Лемешев не был ни честолюбив, ни тщеславен, я читал сохранившееся в архиве Большого театра письмо, в котором он отказывается от соблазнительных зарубежных гастролей. Он очень любил своих друзей: Ханаева, Александра Пирогова, Мелик-Пашаева, Хайкина, – но именитых знакомых у него было мало, он крайне неохотно и редко ходил на торжественные приемы и вообще никогда не высовывался. Немногочисленные друзья его, особенно последних лет, были люди незнатные, но милые и привлекательные. И лишь об одном мечталось ему всю жизнь – чтоб мать признала его «величие». Ему казалось, что это скрасит мировосприятие старой крестьянки, чья жизнь вначале была просто нищенской, затем – скудной, наконец, его заботами, – достаточной, хотя она решительно отвергала всякую «никчемушнюю» помощь, наотрез отказалась переехать к знаменитому сыну в Москву и, похоже, отдавала некоторое предпочтение его брату, такому же, как она сама, колхознику. О старшем сыне мать понимала так: коли уж не вышло из Сергея хлебороба, пусть зарабатывает на жизнь пением, стыда в этом нет, а людям нравится.

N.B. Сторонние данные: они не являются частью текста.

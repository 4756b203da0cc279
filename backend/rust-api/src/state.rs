use std::sync::Arc;

use crate::config::Config;
use crate::repositories::{AnswerRepository, QuestionRepository, RepositoryOptions};
use crate::store::StoreConnector;

pub struct AppState {
    pub config: Config,
    pub connector: Arc<dyn StoreConnector>,
    pub questions: QuestionRepository,
    pub answers: AnswerRepository,
}

impl AppState {
    /// Builds the repositories over an already constructed connector.
    ///
    /// The question catalog skips malformed documents; answer history fails
    /// on them.
    pub fn new(config: Config, connector: Arc<dyn StoreConnector>) -> Self {
        let timeout = config.store.operation_timeout;

        Self {
            questions: QuestionRepository::new(
                connector.clone(),
                RepositoryOptions::tolerant(timeout),
            ),
            answers: AnswerRepository::new(connector.clone(), RepositoryOptions::strict(timeout)),
            connector,
            config,
        }
    }
}
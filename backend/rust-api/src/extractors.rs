use axum::{
    body::Bytes,
    extract::{FromRequest, FromRequestParts, Query, Request},
    http::request::Parts,
    Json,
};

use crate::handlers::error::ApiError;

/// JSON body extractor whose rejections are 400 JSON errors instead of
/// axum's plain-text 400/415/422 responses. The body is parsed as JSON
/// whatever `Content-Type` the client sent.
pub struct AppJson<T>(pub T);

impl<T, S> FromRequest<S> for AppJson<T>
where
    T: serde::de::DeserializeOwned + 'static,
    S: Send + Sync,
{
    type Rejection = ApiError;

    async fn from_request(req: Request, state: &S) -> Result<Self, Self::Rejection> {
        let bytes = Bytes::from_request(req, state).await.map_err(|rejection| {
            let message = format!("Invalid request body: {}", rejection.body_text());
            tracing::warn!("{}", message);
            ApiError::Validation(message)
        })?;

        match Json::<T>::from_bytes(&bytes) {
            Ok(Json(value)) => Ok(AppJson(value)),
            Err(rejection) => {
                let message = format!("Invalid request body: {}", rejection.body_text());
                tracing::warn!("{}", message);
                Err(ApiError::Validation(message))
            }
        }
    }
}

/// Query string extractor with JSON rejections.
pub struct AppQuery<T>(pub T);

impl<T, S> FromRequestParts<S> for AppQuery<T>
where
    T: serde::de::DeserializeOwned,
    S: Send + Sync,
{
    type Rejection = ApiError;

    async fn from_request_parts(parts: &mut Parts, state: &S) -> Result<Self, Self::Rejection> {
        match Query::<T>::from_request_parts(parts, state).await {
            Ok(Query(value)) => Ok(AppQuery(value)),
            Err(rejection) => Err(ApiError::Validation(format!(
                "Invalid query string: {}",
                rejection.body_text()
            ))),
        }
    }
}
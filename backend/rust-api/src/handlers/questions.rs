use axum::{extract::State, Json};
use std::sync::Arc;

use super::error::ApiError;
use crate::{models::Question, state::AppState};

/// GET /api/questions - the full question catalog
pub async fn list_questions(
    State(state): State<Arc<AppState>>,
) -> Result<Json<Vec<Question>>, ApiError> {
    match state.questions.list_questions().await {
        Ok(questions) => Ok(Json(questions)),
        Err(e) => {
            tracing::error!("Failed to list questions: {}", e);
            Err(ApiError::Internal(e.to_string()))
        }
    }
}
use axum::{
    http::StatusCode,
    response::{IntoResponse, Response},
    Json,
};
use serde_json::json;
use thiserror::Error;

/// Errors returned by request handlers, rendered as `{"message": ...}`.
#[derive(Debug, Error)]
pub enum ApiError {
    #[error("{0}")]
    Validation(String),

    #[error("Method not allowed")]
    MethodNotAllowed,

    #[error("{0}")]
    NotFound(String),

    #[error("{0}")]
    Internal(String),
}

impl ApiError {
    pub fn status(&self) -> StatusCode {
        match self {
            ApiError::Validation(_) => StatusCode::BAD_REQUEST,
            ApiError::MethodNotAllowed => StatusCode::METHOD_NOT_ALLOWED,
            ApiError::NotFound(_) => StatusCode::NOT_FOUND,
            ApiError::Internal(_) => StatusCode::INTERNAL_SERVER_ERROR,
        }
    }
}

impl IntoResponse for ApiError {
    fn into_response(self) -> Response {
        let status = self.status();
        (status, Json(json!({ "message": self.to_string() }))).into_response()
    }
}
use std::time::Duration;

use thiserror::Error;

/// Failures surfaced by the document store layer.
///
/// Messages are passed through to API callers verbatim, so they must never
/// carry credentials.
#[derive(Debug, Clone, Error, PartialEq, Eq)]
pub enum StoreError {
    /// A session could not be established (network, auth, server selection).
    #[error("failed to connect to store: {0}")]
    Connect(String),

    /// Enumeration failed, either when opening the cursor or mid-stream.
    #[error("store query failed: {0}")]
    Query(String),

    /// A stored document did not match the expected shape.
    #[error("failed to decode document {key}: {message}")]
    Decode { key: String, message: String },

    /// The bulk write mechanism reported an aggregate failure.
    #[error("store write failed: {0}")]
    Write(String),

    #[error("store operation timed out after {}ms", .0.as_millis())]
    Timeout(Duration),
}

impl StoreError {
    /// Short label used for metrics.
    pub fn kind(&self) -> &'static str {
        match self {
            StoreError::Connect(_) => "connect",
            StoreError::Query(_) => "query",
            StoreError::Decode { .. } => "decode",
            StoreError::Write(_) => "write",
            StoreError::Timeout(_) => "timeout",
        }
    }
}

Акулина Сергеевна до старости не бывала в Москве. Наконец Сергей Яковлевич уговорил мать съездить в столицу. От Старого Князева до Калинина добраться сложнее, нежели от Калинина до Москвы. Но был подряжен тягач – добрались. Лемешев нарочно взял билеты на «Стрелу», которая в ту пору останавливалась в Калинине, в купе международного вагона. После Акулина Сергеевна все удивлялась, почему князевских мужиков так часто обчищают в поездах. «К нам никто и не сунулся, – говорила она, – только утром принесли в круглых стаканах чай с сухарями, а подстаканники – серебряные».
Сводили Акулину Сергеевну на «Евгения Онегина» в Большой театр. О своих впечатлениях она особо не распространялась, сказала лишь: «Наш-то, конечно, был лучше всех». «А где ты сидела?» – интересовались односельчане. «Не знаю, как сказать. Вообще-то в кресле, прямо против этого, который руками размахивает. А все дамочки – сзади меня». Она горячо любила сына, но не хвасталась и не восхищалась им. Зато горазда была попеть с ним на завалинке, когда он приезжал в Князево. А приезжал туда Сергей Яковлевич до своей болезни почти каждое лето. Потом ему это стало труднее. В Князево и сейчас нелегко добраться – дочери Лемешева, Марии Сергеевне, певице московского Камерного музыкального театра, этого сделать не удалось, когда она захотела навестить родные места отца.
Бросив машину на непролазной лесной дороге, километрах в шести от деревни, Мария Сергеевна с тринадцатилетним Федей – внуком Сергея Яковлевича – попыталась одолеть разверзшиеся хляби. Она так и не смогла дойти до изб Старого Князева – грязь была выше пояса. Но до кладбища, до могилы Акулины Сергеевны – а умерла она в девяносто четыре года, – внучка и правнук все же добрались. И поклонились ей...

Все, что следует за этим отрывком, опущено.